Камни. Что же было такого особенного в камнях? Тихий голос внутри меня произнес: «А чего такого особенного в треске рвущейся ткани?». В груди что-то сжалось, и я почувствовала боль и холод. В это же мгновение я вспомнила, при каких обстоятельствах погибли родители Кима. Но впервые я задумалась: как же выжил мальчик без единой царапины или шрама? Он молча взирал на мир и сурово хмурил брови, словно настоящие шрамы остались глубоко внутри.
День был полон утомительных переходов, и я не заметила, как задремала у костра. На душе было тревожно, поэтому и привидевшийся мне сон был тяжелым, но ясным и четким: покрытые кровью с ног до головы мужчина и женщина ока сидели, привалившись друг к другу и сцепив руки в смертельном объятии. Вокруг них рассыпана груда тяжелых булыжников, мокрых от крови. А пара сидит в багряной луже, руками и телами закрывая единственную свою ценность. В небольшом просвете между локтем женщины и склоненной головой мужчины виден блеск. Это отсвечивает маленький голубой глаз. Крошечные пальчики выбираются через просвет и трогают локоть женщины, еще теплый, но уже совсем не живой. Раздается хриплый шепот: «Мама. Мама. Мама». Это слово звучит похоже во многих языках. Родители так и сидят, скрывая свое дитя, даже когда опускается ночь, а во тьме все слабее звучит детский шепот: «Мама… мама… ма…»
Я проснулась в холодном поту. Костер давно догорел, и все мои спутники уже улеглись спать. Возможно, сон не был правдой, а лишь игрой моего чересчур взбудораженного воображения… Но заснуть снова я не смогла, в ушах продолжал раздаваться треск невидимой ткани. Да и от сна про родителей Кима мне было паршиво. Я подошла к спящему мальчику и присела рядом.

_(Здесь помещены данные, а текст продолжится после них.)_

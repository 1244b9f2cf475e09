//! Public tree surface over the recursive engine.

use std::fmt;
use std::marker::PhantomData;

use crate::balance::{AvlBalance, BalancePolicy, NoRebalance};
use crate::engine;
use crate::error::TreeError;
use crate::node::{height, Node};
use crate::snapshot;
use crate::step::{Step, TreeOp};
use crate::trace;

/// An owned search tree parameterized by its rebalance policy.
///
/// The tree is the sole owner of its root; every public operation runs to
/// completion synchronously and leaves the structure valid. Embedders that
/// share a tree across threads must serialize access themselves, since the
/// tree has no internal locking.
pub struct Tree<P: BalancePolicy = AvlBalance> {
    pub root: Option<Box<Node>>,
    pub(crate) len: usize,
    _policy: PhantomData<fn() -> P>,
}

/// The self-balancing tree.
pub type AvlTree = Tree<AvlBalance>;

/// The plain-BST collaborator: same engine, same snapshot contract,
/// no rotations.
pub type BstTree = Tree<NoRebalance>;

impl<P: BalancePolicy> Tree<P> {
    pub fn new() -> Self {
        Self {
            root: None,
            len: 0,
            _policy: PhantomData,
        }
    }

    /// Insert `key`. An existing key is a reported no-op, not a failure:
    /// the tree is unchanged and `DuplicateKey` says so.
    pub fn insert(&mut self, key: i64) -> Result<(), TreeError> {
        let (root, inserted) = engine::insert::<P>(self.root.take(), key);
        self.root = Some(root);
        if inserted {
            self.len += 1;
            Ok(())
        } else {
            Err(TreeError::DuplicateKey(key))
        }
    }

    /// Delete `key`. An absent key is a reported no-op with no mutation.
    pub fn delete(&mut self, key: i64) -> Result<(), TreeError> {
        let (root, removed) = engine::remove::<P>(self.root.take(), key);
        self.root = root;
        if removed {
            self.len -= 1;
            Ok(())
        } else {
            Err(TreeError::KeyNotFound(key))
        }
    }

    pub fn contains(&self, key: i64) -> bool {
        engine::contains(self.root.as_deref(), key)
    }

    /// Root-to-match key path of a search; empty when `key` is absent.
    pub fn search_path(&self, key: i64) -> Vec<i64> {
        engine::search_path(self.root.as_deref(), key)
    }

    /// Insert every key in sequence, skipping duplicates silently.
    /// Returns how many keys were actually added.
    pub fn extend<I: IntoIterator<Item = i64>>(&mut self, keys: I) -> usize {
        let mut added = 0;
        for key in keys {
            if self.insert(key).is_ok() {
                added += 1;
            }
        }
        added
    }

    pub fn clear(&mut self) {
        self.root = None;
        self.len = 0;
    }

    pub fn len(&self) -> usize {
        self.len
    }

    pub fn is_empty(&self) -> bool {
        self.root.is_none()
    }

    pub fn height(&self) -> i32 {
        height(&self.root)
    }

    /// Keys in pre-order, the shape-preserving snapshot sequence.
    pub fn pre_order_keys(&self) -> Vec<i64> {
        let mut out = Vec::with_capacity(self.len);
        snapshot::pre_order_keys(self.root.as_deref(), &mut out);
        out
    }

    /// Keys in ascending order. For listings and validation, never for
    /// snapshots.
    pub fn in_order_keys(&self) -> Vec<i64> {
        let mut out = Vec::with_capacity(self.len);
        snapshot::in_order_keys(self.root.as_deref(), &mut out);
        out
    }

    /// Drop the current contents and rebuild from `keys` via repeated
    /// insert, skipping duplicates. Feeding back [`Self::pre_order_keys`]
    /// output reproduces the exact shape.
    pub fn reload(&mut self, keys: &[i64]) -> usize {
        self.clear();
        self.extend(keys.iter().copied())
    }

    /// Build the full, eagerly-recorded step list for one operation
    /// without touching this tree. See [`crate::trace`].
    pub fn prepare(&self, op: TreeOp, key: i64) -> Vec<Step> {
        trace::prepare(self, op, key)
    }

    /// Apply exactly one recorded step's fragment of mutation.
    pub fn apply_step(&mut self, step: &Step) {
        trace::apply(self, step)
    }

    /// Structural self-check: strict in-order key ordering, cached heights
    /// matching recomputed heights, and the policy's balance bound at every
    /// node.
    pub fn assert_valid(&self) -> Result<(), String> {
        fn check<P: BalancePolicy>(node: &Node) -> Result<i32, String> {
            let lh = node.left.as_deref().map(check::<P>).transpose()?.unwrap_or(0);
            let rh = node
                .right
                .as_deref()
                .map(check::<P>)
                .transpose()?
                .unwrap_or(0);

            let expected = 1 + lh.max(rh);
            if node.height != expected {
                return Err(format!(
                    "height mismatch at {}: expected {expected}, got {}",
                    node.key, node.height
                ));
            }
            if !P::is_balanced(node) {
                return Err(format!(
                    "balance violated at {}: bf={}",
                    node.key,
                    node.balance_factor()
                ));
            }
            Ok(expected)
        }

        if let Some(root) = self.root.as_deref() {
            check::<P>(root)?;
        }

        let ordered = self.in_order_keys();
        if ordered.len() != self.len {
            return Err(format!(
                "size mismatch: tracked {}, counted {}",
                self.len,
                ordered.len()
            ));
        }
        for pair in ordered.windows(2) {
            if pair[0] >= pair[1] {
                return Err(format!("key order violated: {} before {}", pair[0], pair[1]));
            }
        }
        Ok(())
    }
}

impl<P: BalancePolicy> Default for Tree<P> {
    fn default() -> Self {
        Self::new()
    }
}

impl<P: BalancePolicy> Clone for Tree<P> {
    fn clone(&self) -> Self {
        Self {
            root: self.root.clone(),
            len: self.len,
            _policy: PhantomData,
        }
    }
}

impl<P: BalancePolicy> PartialEq for Tree<P> {
    fn eq(&self, other: &Self) -> bool {
        self.root == other.root
    }
}

impl<P: BalancePolicy> fmt::Debug for Tree<P> {
    fn fmt(&self, f: &mut fmt::Formatter<'_>) -> fmt::Result {
        f.debug_struct("Tree")
            .field("len", &self.len)
            .field("root", &self.root)
            .finish()
    }
}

– Ты не представляешь, как мы похожи, – прошептала я. – Но я взрослее, и на мою участь пришлось меньше горя, поэтому я должна быть мудрее. Прости меня.
Тыльной стороной руки я вытерла глаза, которые слезились, видимо, от попавшей в них степной пыли. Я нежно погладила малыша по голове. А он неожиданно во сне перевернулся и уткнулся мне в бок, ручкой схватившись за край моей рубашки. Мне было страшно его будить, и я легла рядом. Спокойное дыхание Кима незаметно вытеснило стон ткани из моей головы, и я заснула. С утра мы оба притворились, что ничего не произошло. Это же такое ребячество – спать в обнимку, а мы оба чувствовали себя очень взрослыми. Поэтому мы занялись серьезными делами: соревновались, кто быстрее съест завтрак, кто проворнее вскарабкается на холм, кто шире улыбнется Атосу. И Ким весь день выигрывал.